La hostelería es uno de los sectores más expuestos a situaciones de emergencia. No por ser especialmente frágil, sino porque opera en entornos abiertos, depende de múltiples suministros y está presente en todos los territorios donde se producen fenómenos climáticos extremos, cortes de suministro o incidencias de naturaleza diversa.
La experiencia reciente ha confirmado algo que la intuición del sector ya sabía: en la mayoría de los episodios, los efectos no llegan de una sola vez ni por una sola causa. Llegan encadenados. Un temporal afecta a la movilidad. La movilidad interrumpe el suministro. El suministro paraliza la operativa. Y los efectos económicos se acumulan día a día mientras el establecimiento permanece cerrado o funcionando a medio rendimiento.

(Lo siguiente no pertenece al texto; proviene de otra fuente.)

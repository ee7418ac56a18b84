//! neimscan - cash-gift envelope scanner
//!
//! Captures an envelope photo, recognizes the handwriting through the Clova
//! OCR service, extracts the donor name and amount, and keeps the confirmed
//! records in a hosted datastore with spreadsheet export.

mod app;
mod capture;
mod config;
mod export;
mod extract;
mod ocr;
mod session;
mod storage;

use std::io::Write;
use std::path::PathBuf;

use anyhow::Result;
use chrono::{Local, NaiveDate};
use clap::{Parser, Subcommand, ValueEnum};
use tracing::{info, Level};
use tracing_subscriber::FmtSubscriber;

use crate::app::{EditOutcome, ScannerApp};
use crate::config::AppConfig;
use crate::export::{ExportFormat, ExportOptions};
use crate::storage::{ContributionRecord, RecordPatch, RecordStore};

/// neimscan - scan cash-gift envelopes into a ledger
#[derive(Parser, Debug)]
#[command(name = "neimscan")]
#[command(about = "Scan cash-gift envelopes: OCR, confirm, persist, export")]
struct Args {
    /// Path to the configuration file (defaults to the platform config dir)
    #[arg(long)]
    config: Option<PathBuf>,

    #[command(subcommand)]
    command: Command,
}

#[derive(Subcommand, Debug)]
enum Command {
    /// Scan an envelope image and save the confirmed record
    Scan {
        /// Envelope image file (jpg/png)
        #[arg(short, long)]
        image: PathBuf,
        /// Event date (YYYY-MM-DD); defaults to today
        #[arg(long)]
        date: Option<NaiveDate>,
        /// Override the extracted name
        #[arg(long)]
        name: Option<String>,
        /// Override the extracted amount (won)
        #[arg(long)]
        amount: Option<i64>,
        /// Override the extracted memo
        #[arg(long)]
        memo: Option<String>,
        /// Save without the confirmation prompt
        #[arg(short = 'y', long)]
        yes: bool,
    },
    /// List all stored records
    List,
    /// Search records by name or memo
    Search {
        query: String,
    },
    /// List records in a date range
    Range {
        #[arg(long)]
        from: NaiveDate,
        #[arg(long)]
        to: NaiveDate,
    },
    /// Export records to a spreadsheet or CSV file
    Export {
        #[arg(long, value_enum)]
        format: Option<FormatArg>,
        #[arg(long)]
        from: Option<NaiveDate>,
        #[arg(long)]
        to: Option<NaiveDate>,
        /// Output file name
        #[arg(short, long)]
        output: Option<String>,
    },
    /// Edit a stored record
    Edit {
        id: String,
        #[arg(long)]
        name: Option<String>,
        #[arg(long)]
        amount: Option<i64>,
        #[arg(long)]
        memo: Option<String>,
        #[arg(long)]
        date: Option<NaiveDate>,
    },
    /// Delete a stored record
    Delete {
        id: String,
    },
}

#[derive(ValueEnum, Debug, Clone, Copy)]
enum FormatArg {
    Xlsx,
    Csv,
}

impl From<FormatArg> for ExportFormat {
    fn from(arg: FormatArg) -> Self {
        match arg {
            FormatArg::Xlsx => ExportFormat::Xlsx,
            FormatArg::Csv => ExportFormat::Csv,
        }
    }
}

#[tokio::main]
async fn main() -> Result<()> {
    // Initialize logging
    let subscriber = FmtSubscriber::builder()
        .with_max_level(Level::INFO)
        .finish();
    tracing::subscriber::set_global_default(subscriber)?;

    let args = Args::parse();
    let config = load_or_create_config(args.config.as_deref());

    match args.command {
        Command::Scan {
            image,
            date,
            name,
            amount,
            memo,
            yes,
        } => run_scan(&config, image, date, name, amount, memo, yes).await,
        Command::List => {
            let app = ScannerApp::new(&config)?;
            app.refresh().await?;
            print_records(&app.cache().snapshot());
            Ok(())
        }
        Command::Search { query } => {
            let app = ScannerApp::new(&config)?;
            let records = app.store().search_records(&query).await?;
            print_records(&records);
            Ok(())
        }
        Command::Range { from, to } => {
            let app = ScannerApp::new(&config)?;
            let records = app.store().fetch_records_by_date_range(from, to).await?;
            print_records(&records);
            Ok(())
        }
        Command::Export {
            format,
            from,
            to,
            output,
        } => {
            let app = ScannerApp::new(&config)?;
            let records = app.refresh().await?;
            let date_range = match (from, to) {
                (Some(from), Some(to)) => Some((from, to)),
                (None, None) => None,
                _ => anyhow::bail!("--from and --to must be given together"),
            };
            let options = ExportOptions {
                format: format.map(Into::into).unwrap_or(config.export.format),
                file_name: output,
                date_range,
            };
            let out_dir = config
                .export
                .output_dir
                .clone()
                .unwrap_or_else(|| PathBuf::from("."));
            let (path, summary) = export::export_records(&records, &options, &out_dir)?;
            println!(
                "{}건 내보내기 완료 (총 {}원, 평균 {}원): {}",
                summary.count,
                summary.total,
                summary.average,
                path.display()
            );
            Ok(())
        }
        Command::Edit {
            id,
            name,
            amount,
            memo,
            date,
        } => {
            let patch = RecordPatch {
                name,
                amount,
                memo: memo.map(|m| if m.is_empty() { None } else { Some(m) }),
                date,
                image_data: None,
            };
            anyhow::ensure!(!patch.is_empty(), "nothing to change");
            let app = ScannerApp::new(&config)?;
            let updated = app.store().update_record(&id, patch).await?;
            println!("수정 완료:");
            print_records(std::slice::from_ref(&updated));
            Ok(())
        }
        Command::Delete { id } => {
            let app = ScannerApp::new(&config)?;
            app.store().delete_record(&id).await?;
            println!("삭제 완료: {id}");
            Ok(())
        }
    }
}

/// Load configuration from file or fall back to defaults, then resolve
/// environment overrides
fn load_or_create_config(path: Option<&std::path::Path>) -> AppConfig {
    let mut config = match path {
        Some(path) => config::load_config(path).unwrap_or_else(|e| {
            tracing::warn!("failed to load {:?}: {}; using defaults", path, e);
            AppConfig::default()
        }),
        None => match config::default_config_path() {
            Ok(path) if path.exists() => config::load_config(&path).unwrap_or_default(),
            _ => AppConfig::default(),
        },
    };
    config.apply_env_overrides();
    config
}

async fn run_scan(
    config: &AppConfig,
    image: PathBuf,
    date: Option<NaiveDate>,
    name: Option<String>,
    amount: Option<i64>,
    memo: Option<String>,
    yes: bool,
) -> Result<()> {
    let app = ScannerApp::new(config)?;
    let recognizer = ScannerApp::recognizer(config)?;

    info!("scanning {}", image.display());

    let saved = app
        .run_scan(&recognizer, image, &config.camera, |mut draft, extracted| {
            println!("인식 결과 (신뢰도 {}점):", extracted.confidence);
            println!("  이름: {}", blank_or(&draft.name));
            println!("  금액: {}원", draft.amount);
            println!("  메모: {}", blank_or(draft.memo.as_deref().unwrap_or("")));

            if let Some(name) = name {
                draft.name = name;
            }
            if let Some(amount) = amount {
                draft.amount = amount;
            }
            if let Some(memo) = memo {
                draft.memo = Some(memo);
            }
            draft.date = Some(date.unwrap_or_else(|| Local::now().date_naive()));

            if yes || confirm("저장할까요?") {
                EditOutcome::Save(draft)
            } else {
                EditOutcome::Discard
            }
        })
        .await?;

    match saved {
        Some(record) => println!(
            "저장 완료: {} {}원 ({})",
            record.name, record.amount, record.date
        ),
        None => println!("저장하지 않았습니다."),
    }
    Ok(())
}

fn blank_or(value: &str) -> &str {
    if value.trim().is_empty() {
        "(없음)"
    } else {
        value
    }
}

/// Yes/no prompt on stdin, defaulting to no
fn confirm(question: &str) -> bool {
    print!("{question} [y/N] ");
    let _ = std::io::stdout().flush();
    let mut answer = String::new();
    if std::io::stdin().read_line(&mut answer).is_err() {
        return false;
    }
    matches!(answer.trim(), "y" | "Y" | "yes")
}

fn print_records(records: &[ContributionRecord]) {
    if records.is_empty() {
        println!("기록이 없습니다.");
        return;
    }
    println!(
        "{:<38} {:<10} {:>10}  {:<10} {}",
        "ID", "이름", "금액", "날짜", "메모"
    );
    for record in records {
        println!(
            "{:<38} {:<10} {:>10}  {:<10} {}",
            record.id,
            record.name,
            record.amount,
            record.date,
            record.memo.as_deref().unwrap_or("")
        );
    }
    println!("총 {}건", records.len());
}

Entender esa cadena y tener criterios claros para actuar en cada fase es lo que marca la diferencia entre una crisis gestionada y una crisis que desborda al establecimiento.
Cuatro fases, una lógica
La gestión eficaz de una situación de emergencia no empieza cuando llega la crisis. Empieza antes.
La fase de preparación previa es la más importante y la más frecuentemente omitida. No requiere grandes inversiones ni recursos técnicos especializados. Requiere haber identificado los riesgos específicos del establecimiento según su ubicación: ¿está en zona inundable?, ¿tiene terraza expuesta al viento?, ¿depende de cámaras frigoríficas críticas? Requiere conocer dónde están los puntos de corte de electricidad, agua y gas. Tener actualizados los contactos de emergencia. Haber activado las alertas meteorológicas de AEMET. Y haber designado a una persona responsable de coordinación cuando las cosas se compliquen.

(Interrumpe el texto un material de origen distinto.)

//! Extraction Heuristics
//!
//! Turns raw recognized text into a structured name/amount/memo record.
//! Pure functions, no I/O: the capture session runs this synchronously on
//! every recognition response.

use once_cell::sync::Lazy;
use regex::Regex;

use crate::ocr::RecognizedField;

/// Heuristically extracted record, seeding the editable draft
#[derive(Debug, Clone, Default, PartialEq)]
pub struct ExtractedRecord {
    /// Donor name, honorific suffix stripped
    pub name: Option<String>,
    /// Amount in won
    pub amount: Option<i64>,
    /// Celebratory/condolence keyword found on the envelope
    pub memo: Option<String>,
    /// Derived extraction score (0-100), not the raw OCR confidence
    pub confidence: u8,
}

static HANGUL_RUN_RE: Lazy<Regex> = Lazy::new(|| Regex::new(r"[가-힣]+").unwrap());

static AMOUNT_RE: Lazy<Regex> =
    Lazy::new(|| Regex::new(r"(\d{1,3}(?:,\d{3})+|\d+)\s*(만원|만|천원|원)?").unwrap());

/// Honorific suffixes stripped from name candidates, longest first
const HONORIFICS: [&str; 6] = ["드림", "올림", "님", "씨", "군", "양"];

/// Celebratory/condolence keywords that become the memo and never the name
const MEMO_KEYWORDS: [&str; 8] = [
    "축결혼", "결혼", "축하", "축의", "화혼", "부의", "조의", "근조",
];

/// Extract a record from an ordered list of recognized fields
pub fn extract_record(fields: &[RecognizedField]) -> ExtractedRecord {
    let text = fields
        .iter()
        .map(|f| f.text.trim())
        .filter(|t| !t.is_empty())
        .collect::<Vec<_>>()
        .join(" ");
    extract_from_text(&text)
}

/// Extract a record from a single concatenated text blob
pub fn extract_from_text(text: &str) -> ExtractedRecord {
    let name = extract_name(text);
    let amount = extract_amount(text);
    let memo = extract_memo(text);

    let mut confidence = 0u8;
    if name.as_deref().map(|n| n.chars().count() >= 2).unwrap_or(false) {
        confidence += 50;
    }
    if amount.map(|a| a > 0).unwrap_or(false) {
        confidence += 50;
    }

    ExtractedRecord {
        name,
        amount,
        memo,
        confidence,
    }
}

/// Find the donor name: 2-4 contiguous Hangul syllables, optionally followed
/// by an honorific suffix which is stripped.
///
/// When several candidates exist the longest wins, ties broken by first
/// occurrence. Celebratory keywords are never name candidates.
pub fn extract_name(text: &str) -> Option<String> {
    let mut best: Option<&str> = None;

    for run in HANGUL_RUN_RE.find_iter(text) {
        let token = strip_honorific(run.as_str());
        let len = token.chars().count();
        if !(2..=4).contains(&len) {
            continue;
        }
        if MEMO_KEYWORDS.iter().any(|kw| token.contains(kw)) {
            continue;
        }
        // Strictly-greater keeps the first occurrence on ties
        if best.map(|b| len > b.chars().count()).unwrap_or(true) {
            best = Some(token);
        }
    }

    best.map(|s| s.to_string())
}

/// Strip one trailing honorific when the remainder still names a person
fn strip_honorific(token: &str) -> &str {
    for suffix in HONORIFICS {
        if let Some(stripped) = token.strip_suffix(suffix) {
            if stripped.chars().count() >= 2 {
                return stripped;
            }
        }
    }
    token
}

/// Find the monetary amount in won.
///
/// Thousands separators are stripped; a 만 unit scales by 10,000. A
/// unit-marked token anywhere in the text beats an earlier bare number;
/// bare numbers are the lowest-priority fallback. Scanning stops at the
/// first positive match of the winning class.
pub fn extract_amount(text: &str) -> Option<i64> {
    let mut bare_fallback: Option<i64> = None;

    for caps in AMOUNT_RE.captures_iter(text) {
        let digits = caps.get(1)?.as_str().replace(',', "");
        let Ok(value) = digits.parse::<i64>() else {
            continue;
        };
        if value <= 0 {
            continue;
        }

        match caps.get(2).map(|m| m.as_str()) {
            Some(unit) => {
                let scaled = if unit.starts_with('만') {
                    value * 10_000
                } else {
                    value
                };
                return Some(scaled);
            }
            None => {
                if bare_fallback.is_none() {
                    bare_fallback = Some(value);
                }
            }
        }
    }

    bare_fallback
}

/// Find a celebratory/condolence keyword to use as the memo
pub fn extract_memo(text: &str) -> Option<String> {
    MEMO_KEYWORDS
        .iter()
        .filter_map(|kw| text.find(kw).map(|pos| (pos, *kw)))
        .min_by_key(|&(pos, kw)| (pos, std::cmp::Reverse(kw.len())))
        .map(|(_, kw)| kw.to_string())
}

#[cfg(test)]
mod tests {
    use super::*;
    use crate::ocr::RecognizedField;

    fn field(text: &str) -> RecognizedField {
        RecognizedField {
            text: text.to_string(),
            confidence: 0.9,
            bounding_box: None,
        }
    }

    #[test]
    fn test_full_extraction() {
        let fields = vec![field("축 결혼"), field("김철수"), field("50,000원")];
        let record = extract_record(&fields);

        assert_eq!(record.name.as_deref(), Some("김철수"));
        assert_eq!(record.amount, Some(50_000));
        assert_eq!(record.memo.as_deref(), Some("결혼"));
        assert_eq!(record.confidence, 100);
    }

    #[test]
    fn test_empty_input() {
        let record = extract_record(&[]);
        assert_eq!(record.name, None);
        assert_eq!(record.amount, None);
        assert_eq!(record.memo, None);
        assert_eq!(record.confidence, 0);
    }

    #[test]
    fn test_amount_with_separator() {
        assert_eq!(extract_amount("50,000원"), Some(50_000));
    }

    #[test]
    fn test_amount_manwon_scaled() {
        assert_eq!(extract_amount("5만원"), Some(50_000));
        assert_eq!(extract_amount("10만원"), Some(100_000));
        assert_eq!(extract_amount("3만"), Some(30_000));
    }

    #[test]
    fn test_amount_cheonwon_not_scaled() {
        // 천원 is recognized as a unit but never multiplied
        assert_eq!(extract_amount("5천원"), Some(5));
    }

    #[test]
    fn test_amount_bare_number_fallback() {
        assert_eq!(extract_amount("100"), Some(100));
    }

    #[test]
    fn test_amount_unit_beats_earlier_bare_number() {
        // A unit-marked amount wins over a preceding bare number
        assert_eq!(extract_amount("2024 축의금 5만원"), Some(50_000));
    }

    #[test]
    fn test_amount_first_unit_match_wins() {
        assert_eq!(extract_amount("30,000원 또는 50,000원"), Some(30_000));
    }

    #[test]
    fn test_amount_absent() {
        assert_eq!(extract_amount("김철수 드림"), None);
    }

    #[test]
    fn test_name_honorific_stripped() {
        assert_eq!(extract_name("박철수님").as_deref(), Some("박철수"));
        assert_eq!(extract_name("김민수드림").as_deref(), Some("김민수"));
        assert_eq!(extract_name("이영희 올림").as_deref(), Some("이영희"));
    }

    #[test]
    fn test_name_longest_wins() {
        // 남궁민수 (4 syllables) beats 김철 (2)
        assert_eq!(extract_name("김철 남궁민수").as_deref(), Some("남궁민수"));
    }

    #[test]
    fn test_name_tie_keeps_first() {
        assert_eq!(extract_name("김철수 이영희").as_deref(), Some("김철수"));
    }

    #[test]
    fn test_name_skips_keywords() {
        // Celebratory text must not be mistaken for a name
        assert_eq!(extract_name("축결혼 김철수").as_deref(), Some("김철수"));
        assert_eq!(extract_name("부의 박영수").as_deref(), Some("박영수"));
    }

    #[test]
    fn test_name_absent_without_hangul() {
        assert_eq!(extract_name("50,000 WON"), None);
    }

    #[test]
    fn test_name_too_long_run_rejected() {
        assert_eq!(extract_name("축하합니다감사합니다"), None);
    }

    #[test]
    fn test_memo_first_occurrence() {
        assert_eq!(extract_memo("결혼 축하 김철수").as_deref(), Some("결혼"));
        assert_eq!(extract_memo("삼가 조의를 표합니다").as_deref(), Some("조의"));
        assert_eq!(extract_memo("김철수"), None);
    }

    #[test]
    fn test_partial_extraction_confidence() {
        let record = extract_from_text("김철수 드림");
        assert_eq!(record.name.as_deref(), Some("김철수"));
        assert_eq!(record.amount, None);
        assert_eq!(record.confidence, 50);

        let record = extract_from_text("50,000원");
        assert_eq!(record.name, None);
        assert_eq!(record.amount, Some(50_000));
        assert_eq!(record.confidence, 50);
    }
}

La fase de detección y activación es donde la velocidad importa. ¿Qué tipo de incidencia es? ¿Qué nivel de riesgo representa? El sistema de avisos de AEMET (con sus cuatro niveles de alerta) proporciona un marco de referencia claro para calibrar la respuesta antes de que el episodio se materialice.

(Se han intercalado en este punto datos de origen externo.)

//! Storage Layer
//!
//! The hosted datastore is the sole source of truth for contribution
//! records. `supabase` talks PostgREST, `records` holds the model and row
//! mapping, `watch` keeps a display cache fresh off the change feed.

pub mod records;
pub mod supabase;
pub mod watch;

pub use records::{ContributionRecord, NewRecord, RecordPatch, ValidationError};
pub use supabase::{RecordStore, StoreError, SupabaseStore};
pub use watch::{ChangeEvent, ChangeKind, RecordCache};
//! Recognition Layer
//!
//! Sends a captured frame to the remote handwriting OCR service and maps the
//! response into an ordered list of recognized fields. One image in, one
//! response out; retry policy belongs to the capture session, not here.

pub mod clova;

pub use clova::ClovaOcr;

use async_trait::async_trait;
use thiserror::Error;

use crate::capture::frame::CapturedFrame;

/// Axis-aligned bounding box of a recognized text span, in pixels
#[derive(Debug, Clone, Copy, PartialEq)]
pub struct BoundingBox {
    pub x: f32,
    pub y: f32,
    pub width: f32,
    pub height: f32,
}

/// One OCR-detected text span
#[derive(Debug, Clone)]
pub struct RecognizedField {
    /// Recognized text content
    pub text: String,
    /// Recognition confidence (0.0 - 1.0)
    pub confidence: f32,
    /// Position in the source image, when the service reports one
    pub bounding_box: Option<BoundingBox>,
}

/// Full recognition result for a single image.
///
/// Field order is the service's return order and carries no semantic
/// meaning.
#[derive(Debug, Clone, Default)]
pub struct Recognition {
    /// Recognized fields in service return order
    pub fields: Vec<RecognizedField>,
    /// Mean of the per-field confidences (0.0 when no fields)
    pub average_confidence: f32,
}

impl Recognition {
    /// Build a recognition result, deriving the average confidence
    pub fn from_fields(fields: Vec<RecognizedField>) -> Self {
        let average_confidence = if fields.is_empty() {
            0.0
        } else {
            fields.iter().map(|f| f.confidence).sum::<f32>() / fields.len() as f32
        };
        Self {
            fields,
            average_confidence,
        }
    }

    /// All field texts joined with single spaces
    pub fn concatenated_text(&self) -> String {
        self.fields
            .iter()
            .map(|f| f.text.trim())
            .filter(|t| !t.is_empty())
            .collect::<Vec<_>>()
            .join(" ")
    }
}

/// Recognition gateway errors
#[derive(Debug, Error)]
pub enum OcrError {
    #[error("recognition request failed: {0}")]
    Transport(#[from] reqwest::Error),
    #[error("recognition service returned {status}: {body}")]
    Service { status: u16, body: String },
    #[error("recognition service rejected the image: {0}")]
    Rejected(String),
    #[error("malformed recognition response: {0}")]
    Malformed(String),
}

impl OcrError {
    /// Whether the capture session may retry this failure once.
    ///
    /// Transport failures and server-side errors are transient; a rejected
    /// or malformed response will not improve on resubmission.
    pub fn is_transient(&self) -> bool {
        match self {
            OcrError::Transport(_) => true,
            OcrError::Service { status, .. } => *status >= 500,
            OcrError::Rejected(_) | OcrError::Malformed(_) => false,
        }
    }
}

/// A handwriting/text recognition service
#[async_trait]
pub trait Recognizer: Send + Sync {
    /// Recognize text in a single captured frame
    async fn recognize(&self, frame: &CapturedFrame) -> Result<Recognition, OcrError>;
}
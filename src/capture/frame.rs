//! Frame data structures for captured envelope images

use chrono::{DateTime, Utc};

/// Encoding format of a captured frame
#[derive(Debug, Clone, Copy, PartialEq, Eq, serde::Serialize, serde::Deserialize)]
#[serde(rename_all = "lowercase")]
pub enum FrameFormat {
    Jpg,
    Png,
}

impl FrameFormat {
    /// Format hint as sent to the recognition service
    pub fn as_str(&self) -> &'static str {
        match self {
            FrameFormat::Jpg => "jpg",
            FrameFormat::Png => "png",
        }
    }

    /// Guess the format from a file extension, defaulting to JPEG
    pub fn from_extension(ext: &str) -> Self {
        match ext.to_ascii_lowercase().as_str() {
            "png" => FrameFormat::Png,
            _ => FrameFormat::Jpg,
        }
    }
}

/// A captured frame from the camera or the file-upload fallback
#[derive(Debug, Clone)]
pub struct CapturedFrame {
    /// Base64-encoded image payload
    pub data: String,
    /// Encoding format of the payload
    pub format: FrameFormat,
    /// Frame width in pixels
    pub width: u32,
    /// Frame height in pixels
    pub height: u32,
    /// Timestamp when the frame was captured
    pub captured_at: DateTime<Utc>,
}

impl CapturedFrame {
    /// Create a new captured frame stamped with the current time
    pub fn new(data: String, format: FrameFormat, width: u32, height: u32) -> Self {
        Self {
            data,
            format,
            width,
            height,
            captured_at: Utc::now(),
        }
    }

    /// Get frame dimensions as (width, height)
    pub fn dimensions(&self) -> (u32, u32) {
        (self.width, self.height)
    }
}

La fase de respuesta inmediata tiene un principio que no admite excepciones: la seguridad de las personas es siempre la prioridad. Proteger equipos o mercancía nunca debe hacerse asumiendo riesgos para trabajadores o clientes. Las actuaciones concretas dependen del tipo de incidencia, pero ese criterio rector no cambia.
La fase de recuperación es donde muchos establecimientos cometen los errores más costosos: reabrir antes de verificar que las instalaciones son seguras, no documentar los daños para la aseguradora, no revisar correctamente el estado de los productos en las cámaras tras un corte eléctrico. Esta fase requiere tanto rigor operativo como las anteriores.
Lo que distingue a un establecimiento preparado
Los establecimientos que han gestionado mejor los episodios de crisis recientes tienen algo en común: habían pensado antes qué harían llegado el momento. No con planes exhaustivos ni con grandes recursos. Pero habían identificado sus riesgos, sabían dónde estaban los puntos de corte, tenían un número de contacto operativo a mano y sabían a quién llamar cuando la situación se complicaba.
Eso es preparación. Y en un sector de microempresas con márgenes ajustados, esa preparación puede ser la diferencia entre retomar la actividad en dos días o en dos semanas.
El papel de las asociaciones
Las asociaciones territoriales de hostelería tienen un papel que va más allá de la representación gremial cuando llega una crisis. Son el canal de transmisión de información oficial hacia los establecimientos, el interlocutor con las administraciones locales y el apoyo para los negocios que necesitan orientación en momentos de incertidumbre.
Activar esa red: hacia arriba, hacia Hostelería de España; hacia abajo, hacia los establecimientos, es parte de la respuesta coordinada que el sector necesita seguir desarrollando.